The discourse on power was very interesting. The participants debated on what to let go and what to retain given their positioning on the overall scheme of development (as beneficiaries, as donors, as service providers or practitioners). But what was more interesting was the notion of ‘realizing the power within.’ Thus arises the idea of durable development – development that is not a resource and time-bound ‘project’ but a ‘process’ that is driven from within. The way development processes are designed to operate may be blocking the shifting of power but it is also true that it’s the mindset that governs us all.
Amidst the powerful stories and intense conversations, we struggled to absorb the new insights while at the same time also engaging in deep introspection on our own values and practices.
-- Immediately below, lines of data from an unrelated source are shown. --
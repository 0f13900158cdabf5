//! Login manager globals for the AI and UberDOG.
//!
//! Clients talk to the UberDOG's login manager, which authenticates the
//! account, promotes the client connection to the established state and
//! opens the base interest the client waits on.

use crate::repository::InternalContext;
use log::{info, warn};
use serde_json::{json, Map};
use shared::channel::sender_channel;
use shared::constants::{
    GlobalObjectId, AUTH_FAILURE_INVALID_CREDENTIALS, CLIENT_STATE_ESTABLISHED, GLOBAL_GAME_ROOT,
    STARTING_NETWORK_ZONES,
};
use shared::field_args;
use shared::schema::LOGIN_MANAGER;
use shared::{DistributedClass, DistributedObject, FieldArgs, FieldHandler, ObjectCore, ObjectError};
use std::collections::HashMap;

/// Interest handle used for the base interest opened on login.
pub const BASE_INTEREST_HANDLE: u16 = 1;
/// Context reported back to the client for the base interest.
pub const BASE_INTEREST_CONTEXT: u32 = 1;

#[derive(Debug, Clone, PartialEq, Eq)]
pub struct AuthFailure {
    pub code: u16,
    pub message: String,
}

impl AuthFailure {
    pub fn invalid_credentials() -> Self {
        Self {
            code: AUTH_FAILURE_INVALID_CREDENTIALS,
            message: "Invalid email or password".to_string(),
        }
    }
}

/// Resolves credentials to an account id.
pub trait Authenticator: Send {
    fn authenticate_email(&self, email: &str, password: &str) -> Result<u32, AuthFailure>;

    fn authenticate_token(&self, token: &str) -> Result<u32, AuthFailure>;
}

/// In-memory account table.
///
/// Accounts are numbered from 1 in the order they were configured.
#[derive(Debug, Clone, Default)]
pub struct AccountTable {
    accounts: Vec<(String, String)>,
    tokens: HashMap<String, u32>,
}

impl AccountTable {
    pub fn new(accounts: Vec<(String, String)>) -> Self {
        Self {
            accounts,
            tokens: HashMap::new(),
        }
    }

    pub fn with_token(mut self, token: impl Into<String>, account_id: u32) -> Self {
        self.tokens.insert(token.into(), account_id);
        self
    }
}

impl Authenticator for AccountTable {
    fn authenticate_email(&self, email: &str, password: &str) -> Result<u32, AuthFailure> {
        self.accounts
            .iter()
            .position(|(known_email, known_password)| {
                known_email == email && known_password == password
            })
            .map(|index| index as u32 + 1)
            .ok_or_else(AuthFailure::invalid_credentials)
    }

    fn authenticate_token(&self, token: &str) -> Result<u32, AuthFailure> {
        self.tokens.get(token).copied().ok_or_else(|| AuthFailure {
            code: AUTH_FAILURE_INVALID_CREDENTIALS,
            message: "Invalid or expired token".to_string(),
        })
    }
}

/// UberDOG side of the login manager.
pub struct LoginManagerUD {
    core: ObjectCore,
}

impl LoginManagerUD {
    fn login_with_email(
        &mut self,
        ctx: &mut InternalContext,
        args: &FieldArgs,
    ) -> Result<(), ObjectError> {
        let email = args.str_at(0).map_err(|source| ObjectError::BadArguments {
            field: "login_with_email".to_string(),
            source,
        })?;
        let password = args.str_at(1).map_err(|source| ObjectError::BadArguments {
            field: "login_with_email".to_string(),
            source,
        })?;

        let outcome = ctx.authenticator().authenticate_email(email, password);
        self.complete_login(ctx, email, outcome)
    }

    fn login_with_token(
        &mut self,
        ctx: &mut InternalContext,
        args: &FieldArgs,
    ) -> Result<(), ObjectError> {
        let token = args.str_at(0).map_err(|source| ObjectError::BadArguments {
            field: "login_with_token".to_string(),
            source,
        })?;

        let outcome = ctx.authenticator().authenticate_token(token);
        self.complete_login(ctx, "<token>", outcome)
    }

    fn complete_login(
        &mut self,
        ctx: &mut InternalContext,
        user: &str,
        outcome: Result<u32, AuthFailure>,
    ) -> Result<(), ObjectError> {
        let do_id = self.core.do_id().ok_or(ObjectError::NotGenerated)?;
        let client = ctx
            .msg_sender()
            .ok_or_else(|| ObjectError::Handler("login request without a sender".to_string()))?;

        match outcome {
            Ok(account_id) => {
                let client_channel = sender_channel(account_id, 0);
                ctx.set_client_state(client, CLIENT_STATE_ESTABLISHED)?;
                ctx.set_client_id(client, client_channel)?;
                ctx.send_update_to_channel(
                    client_channel,
                    do_id,
                    "authentication_success",
                    field_args![],
                )?;
                ctx.client_add_interest(
                    client_channel,
                    BASE_INTEREST_CONTEXT,
                    BASE_INTEREST_HANDLE,
                    GLOBAL_GAME_ROOT,
                    STARTING_NETWORK_ZONES,
                )?;

                info!("Login successful (user: {}, account: {})", user, account_id);
                let mut body = Map::new();
                body.insert("account_id".to_string(), json!(account_id));
                ctx.write_server_event("account-login", body)?;
            }
            Err(failure) => {
                warn!("Login failed (user: {}): {}", user, failure.message);
                ctx.send_update_to_channel(
                    client,
                    do_id,
                    "authentication_failure",
                    field_args![failure.code, failure.message],
                )?;
            }
        }

        Ok(())
    }
}

impl DistributedObject<InternalContext> for LoginManagerUD {
    fn class_name(&self) -> &'static str {
        Self::CLASS_NAME
    }

    fn core(&self) -> &ObjectCore {
        &self.core
    }

    fn core_mut(&mut self) -> &mut ObjectCore {
        &mut self.core
    }
}

impl DistributedClass<InternalContext> for LoginManagerUD {
    const CLASS_NAME: &'static str = LOGIN_MANAGER;

    fn create() -> Self {
        Self {
            core: ObjectCore::global(GlobalObjectId::LoginManager),
        }
    }

    fn field_handlers() -> Vec<(&'static str, FieldHandler<Self, InternalContext>)> {
        vec![
            ("login_with_email", Self::login_with_email),
            ("login_with_token", Self::login_with_token),
        ]
    }
}

/// AI side of the login manager. Present so the AI owns the global slot.
pub struct LoginManagerAI {
    core: ObjectCore,
}

impl DistributedObject<InternalContext> for LoginManagerAI {
    fn class_name(&self) -> &'static str {
        Self::CLASS_NAME
    }

    fn core(&self) -> &ObjectCore {
        &self.core
    }

    fn core_mut(&mut self) -> &mut ObjectCore {
        &mut self.core
    }
}

impl DistributedClass<InternalContext> for LoginManagerAI {
    const CLASS_NAME: &'static str = LOGIN_MANAGER;

    fn create() -> Self {
        Self {
            core: ObjectCore::global(GlobalObjectId::LoginManager),
        }
    }

    fn field_handlers() -> Vec<(&'static str, FieldHandler<Self, InternalContext>)> {
        Vec::new()
    }
}

#[cfg(test)]
mod tests {
    use super::*;

    fn table() -> AccountTable {
        AccountTable::new(vec![
            ("guest".to_string(), "guest".to_string()),
            ("dev@quest".to_string(), "hunter2".to_string()),
        ])
    }

    #[test]
    fn test_account_ids_follow_table_order() {
        let table = table();
        assert_eq!(table.authenticate_email("guest", "guest"), Ok(1));
        assert_eq!(table.authenticate_email("dev@quest", "hunter2"), Ok(2));
    }

    #[test]
    fn test_wrong_password_fails_with_code_100() {
        let failure = table().authenticate_email("guest", "nope").unwrap_err();
        assert_eq!(failure.code, AUTH_FAILURE_INVALID_CREDENTIALS);
    }

    #[test]
    fn test_token_login() {
        let table = table().with_token("abc123", 2);
        assert_eq!(table.authenticate_token("abc123"), Ok(2));
        assert!(table.authenticate_token("stale").is_err());
    }
}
We were in awe of the richness of the discourses of the African continent as well as its philanthropic progress. We also felt very proud to be associated with Tewa, a women’s fund founded 22 years ago in Nepal and grounded on the same values and principles of durable development. The thoughts and aspirations of the founder, Rita Thapa, in founding Tewa resonated fully with the thoughts and sentiments behind this new (alternative!) development paradigm that charged the conference. This confirmation was very reassuring.
The various presenters and panellists highlighted core elements of durable development including community assets, capacity building, and trust among diverse actors. Tewa does not have any specific criteria for grantmaking. This in itself is a strategy for shifting the power to the people, empowering the people to define their own agenda and development need instead of Tewa defining what kind of ‘activities’ or ‘projects’ it can or cannot fund. However, there is one specific criterion for grant application: grants are provided only to organized groups of women or community-based women’s organisations.
The Aha! moment came during the discussion on philanthropy as a key pillar for driving durable development. Earlier, our limited understanding of philanthropy was just ‘raising funds’ to do the work. Now, we understand that philanthropy itself is the real work we all should be doing. We do not raise funds to pursue a cause but create philanthropy around the cause itself. It’s about creating organized groups, consolidated voices, and collective actions around issues that matter to the people. Durable development is about resilient communities that are empowered to drive their own development.
Back to the question – can a community which is very economically poor be the donor of its own development? Yes, they can, by generating and mobilizing local resources. This process begins with shifting our mindset, and our narratives of development and empowerment, from ‘communities are poor and vulnerable and need external support’ to ‘communities are resourceful.’ They possess assets, ideas, and a readiness for meaningful engagement in the process of their own development.